> [Records shown]
· · · ·
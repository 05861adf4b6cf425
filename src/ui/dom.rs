//! The document seam.
//!
//! Components never reach for ambient globals; they receive a `&mut dyn
//! Document` and a handful of [`NodeId`]s they captured at bootstrap. A
//! browser host implements [`Document`] over the real DOM. [`MemoryDocument`]
//! is the in-process implementation used by headless hosts and the tests.

use std::collections::BTreeMap;
use url::Url;

/// Opaque handle to an element of a [`Document`]
#[derive(Debug, Clone, Copy, PartialEq, Eq, Hash, PartialOrd, Ord)]
pub struct NodeId(usize);

/// Position of an element in document coordinates
#[derive(Debug, Clone, Copy, PartialEq, Default)]
pub struct Rect {
    pub top: f64,
    pub height: f64,
}

impl Rect {
    #[must_use]
    pub fn new(top: f64, height: f64) -> Self {
        Self { top, height }
    }

    #[must_use]
    pub fn bottom(&self) -> f64 {
        self.top + self.height
    }
}

/// The visible window onto the document
#[derive(Debug, Clone, Copy, PartialEq)]
pub struct Viewport {
    pub scroll_y: f64,
    pub height: f64,
}

#[derive(Debug, Clone, Copy, PartialEq, Eq)]
pub enum ScrollBehavior {
    Smooth,
    Instant,
}

/// A request to move the viewport
#[derive(Debug, Clone, Copy, PartialEq)]
pub struct ScrollRequest {
    pub top: f64,
    pub behavior: ScrollBehavior,
}

impl ScrollRequest {
    #[must_use]
    pub fn smooth(top: f64) -> Self {
        Self {
            top,
            behavior: ScrollBehavior::Smooth,
        }
    }

    #[must_use]
    pub fn instant(top: f64) -> Self {
        Self {
            top,
            behavior: ScrollBehavior::Instant,
        }
    }
}

/// Operations the interactive layer needs from a page.
///
/// The required methods are the primitive mutations and reads; queries such as
/// [`Document::element_by_id`] are provided on top of them. Mutating a node
/// that was removed is allowed and has no visible effect.
pub trait Document {
    /// The `<html>` element
    fn root(&self) -> NodeId;
    /// The `<body>` element
    fn body(&self) -> NodeId;
    /// URL the page was loaded from
    fn location(&self) -> &Url;

    fn create_element(&mut self, tag: &str) -> NodeId;
    /// Appends `child` to `parent`, detaching it from any previous parent first
    fn append_child(&mut self, parent: NodeId, child: NodeId);
    /// Detaches `node` (and its subtree) from its parent
    fn remove(&mut self, node: NodeId);
    fn parent(&self, node: NodeId) -> Option<NodeId>;
    fn children(&self, node: NodeId) -> Vec<NodeId>;
    /// Lowercase tag name
    fn tag(&self, node: NodeId) -> String;

    fn has_class(&self, node: NodeId, class: &str) -> bool;
    fn add_class(&mut self, node: NodeId, class: &str);
    fn remove_class(&mut self, node: NodeId, class: &str);

    fn attribute(&self, node: NodeId, name: &str) -> Option<String>;
    fn set_attribute(&mut self, node: NodeId, name: &str, value: &str);
    fn remove_attribute(&mut self, node: NodeId, name: &str);

    fn style(&self, node: NodeId, property: &str) -> Option<String>;
    fn set_style(&mut self, node: NodeId, property: &str, value: &str);

    /// Text directly owned by `node`, not including descendants
    fn text(&self, node: NodeId) -> String;
    fn set_text(&mut self, node: NodeId, text: &str);

    /// Layout box of `node`; `top` is the offset from the document top
    fn layout(&self, node: NodeId) -> Rect;
    fn viewport(&self) -> Viewport;
    fn scroll_to(&mut self, request: ScrollRequest);

    /// Whether `node` is attached to the document
    fn is_connected(&self, node: NodeId) -> bool {
        self.ancestors(node).last().copied() == Some(self.root())
    }

    /// `node` followed by its parent chain up to the topmost ancestor
    fn ancestors(&self, node: NodeId) -> Vec<NodeId> {
        let mut chain = vec![node];
        let mut current = node;
        while let Some(parent) = self.parent(current) {
            chain.push(parent);
            current = parent;
        }
        chain
    }

    /// Inclusive containment, mirroring `Node.contains`
    fn contains(&self, ancestor: NodeId, node: NodeId) -> bool {
        self.ancestors(node).contains(&ancestor)
    }

    /// Descendants of `node` in document order, excluding `node` itself
    fn descendants(&self, node: NodeId) -> Vec<NodeId> {
        let mut found = Vec::new();
        let mut stack: Vec<NodeId> = self.children(node).into_iter().rev().collect();
        while let Some(next) = stack.pop() {
            found.push(next);
            stack.extend(self.children(next).into_iter().rev());
        }
        found
    }

    fn element_by_id(&self, id: &str) -> Option<NodeId> {
        self.descendants(self.root())
            .into_iter()
            .find(|&node| self.attribute(node, "id").as_deref() == Some(id))
    }

    /// Connected elements carrying `class`, in document order
    fn elements_by_class(&self, class: &str) -> Vec<NodeId> {
        self.descendants(self.root())
            .into_iter()
            .filter(|&node| self.has_class(node, class))
            .collect()
    }

    /// Connected elements with the given tag, in document order
    fn elements_by_tag(&self, tag: &str) -> Vec<NodeId> {
        self.descendants(self.root())
            .into_iter()
            .filter(|&node| self.tag(node).eq_ignore_ascii_case(tag))
            .collect()
    }

    /// First descendant of `node` carrying `class`
    fn find_by_class(&self, node: NodeId, class: &str) -> Option<NodeId> {
        self.descendants(node)
            .into_iter()
            .find(|&child| self.has_class(child, class))
    }
}

#[derive(Debug, Clone)]
struct Node {
    tag: String,
    parent: Option<NodeId>,
    children: Vec<NodeId>,
    classes: Vec<String>,
    attributes: BTreeMap<String, String>,
    styles: BTreeMap<String, String>,
    text: String,
    layout: Rect,
}

impl Node {
    fn new(tag: &str) -> Self {
        Self {
            tag: tag.to_ascii_lowercase(),
            parent: None,
            children: Vec::new(),
            classes: Vec::new(),
            attributes: BTreeMap::new(),
            styles: BTreeMap::new(),
            text: String::new(),
            layout: Rect::default(),
        }
    }
}

/// In-memory [`Document`].
///
/// Nodes are never freed; removing one only detaches it, so stale handles stay
/// valid and simply report `is_connected() == false`.
#[derive(Debug, Clone)]
pub struct MemoryDocument {
    nodes: Vec<Node>,
    root: NodeId,
    body: NodeId,
    location: Url,
    viewport: Viewport,
    scroll_log: Vec<ScrollRequest>,
}

impl MemoryDocument {
    /// An empty `<html><body></body></html>` page loaded from `location`
    #[must_use]
    pub fn new(location: Url) -> Self {
        let mut doc = Self {
            nodes: Vec::new(),
            root: NodeId(0),
            body: NodeId(0),
            location,
            viewport: Viewport {
                scroll_y: 0.0,
                height: 800.0,
            },
            scroll_log: Vec::new(),
        };
        let root = doc.create_element("html");
        let body = doc.create_element("body");
        doc.root = root;
        doc.body = body;
        doc.append_child(root, body);
        doc
    }

    /// Starts building a new element appended to `parent`
    pub fn build(&mut self, parent: NodeId, tag: &str) -> ElementBuilder<'_> {
        let node = self.create_element(tag);
        self.append_child(parent, node);
        ElementBuilder { doc: self, node }
    }

    pub fn set_layout(&mut self, node: NodeId, rect: Rect) {
        self.nodes[node.0].layout = rect;
    }

    pub fn set_viewport_height(&mut self, height: f64) {
        self.viewport.height = height;
    }

    /// Every scroll requested so far, oldest first
    #[must_use]
    pub fn scroll_log(&self) -> &[ScrollRequest] {
        &self.scroll_log
    }

    fn node(&self, id: NodeId) -> &Node {
        &self.nodes[id.0]
    }

    fn node_mut(&mut self, id: NodeId) -> &mut Node {
        &mut self.nodes[id.0]
    }
}

impl Document for MemoryDocument {
    fn root(&self) -> NodeId {
        self.root
    }

    fn body(&self) -> NodeId {
        self.body
    }

    fn location(&self) -> &Url {
        &self.location
    }

    fn create_element(&mut self, tag: &str) -> NodeId {
        self.nodes.push(Node::new(tag));
        NodeId(self.nodes.len() - 1)
    }

    fn append_child(&mut self, parent: NodeId, child: NodeId) {
        if self.contains(child, parent) {
            tracing::warn!(?parent, ?child, "refusing to append a node into its own subtree");
            return;
        }
        self.remove(child);
        self.node_mut(child).parent = Some(parent);
        self.node_mut(parent).children.push(child);
    }

    fn remove(&mut self, node: NodeId) {
        if let Some(parent) = self.node_mut(node).parent.take() {
            self.node_mut(parent).children.retain(|&c| c != node);
        }
    }

    fn parent(&self, node: NodeId) -> Option<NodeId> {
        self.node(node).parent
    }

    fn children(&self, node: NodeId) -> Vec<NodeId> {
        self.node(node).children.clone()
    }

    fn tag(&self, node: NodeId) -> String {
        self.node(node).tag.clone()
    }

    fn has_class(&self, node: NodeId, class: &str) -> bool {
        self.node(node).classes.iter().any(|c| c == class)
    }

    fn add_class(&mut self, node: NodeId, class: &str) {
        if !self.has_class(node, class) {
            self.node_mut(node).classes.push(class.to_string());
        }
    }

    fn remove_class(&mut self, node: NodeId, class: &str) {
        self.node_mut(node).classes.retain(|c| c != class);
    }

    fn attribute(&self, node: NodeId, name: &str) -> Option<String> {
        if name == "class" {
            let classes = &self.node(node).classes;
            return (!classes.is_empty()).then(|| classes.join(" "));
        }
        self.node(node).attributes.get(name).cloned()
    }

    fn set_attribute(&mut self, node: NodeId, name: &str, value: &str) {
        if name == "class" {
            self.node_mut(node).classes = value.split_whitespace().map(str::to_string).collect();
            return;
        }
        self.node_mut(node)
            .attributes
            .insert(name.to_string(), value.to_string());
    }

    fn remove_attribute(&mut self, node: NodeId, name: &str) {
        if name == "class" {
            self.node_mut(node).classes.clear();
            return;
        }
        self.node_mut(node).attributes.remove(name);
    }

    fn style(&self, node: NodeId, property: &str) -> Option<String> {
        self.node(node).styles.get(property).cloned()
    }

    fn set_style(&mut self, node: NodeId, property: &str, value: &str) {
        self.node_mut(node)
            .styles
            .insert(property.to_string(), value.to_string());
    }

    fn text(&self, node: NodeId) -> String {
        self.node(node).text.clone()
    }

    fn set_text(&mut self, node: NodeId, text: &str) {
        self.node_mut(node).text = text.to_string();
    }

    fn layout(&self, node: NodeId) -> Rect {
        self.node(node).layout
    }

    fn viewport(&self) -> Viewport {
        self.viewport
    }

    fn scroll_to(&mut self, request: ScrollRequest) {
        self.viewport.scroll_y = request.top.max(0.0);
        self.scroll_log.push(request);
    }
}

/// Fluent construction of [`MemoryDocument`] elements
pub struct ElementBuilder<'a> {
    doc: &'a mut MemoryDocument,
    node: NodeId,
}

impl ElementBuilder<'_> {
    #[must_use]
    pub fn id(self, id: &str) -> Self {
        self.attr("id", id)
    }

    #[must_use]
    pub fn class(self, class: &str) -> Self {
        self.doc.add_class(self.node, class);
        self
    }

    #[must_use]
    pub fn attr(self, name: &str, value: &str) -> Self {
        self.doc.set_attribute(self.node, name, value);
        self
    }

    #[must_use]
    pub fn text(self, text: &str) -> Self {
        self.doc.set_text(self.node, text);
        self
    }

    #[must_use]
    pub fn layout(self, top: f64, height: f64) -> Self {
        self.doc.set_layout(self.node, Rect::new(top, height));
        self
    }

    /// Finishes the element and returns its handle
    #[must_use]
    pub fn node(self) -> NodeId {
        self.node
    }
}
· · · ·
> [Problem to work on] Whenever the string "retain" shows up in a line of the entries, copy that line.

> [Response to this exercise]
            self.node_mut(parent).children.retain(|&c| c != node);
        self.node_mut(node).classes.retain(|c| c != class);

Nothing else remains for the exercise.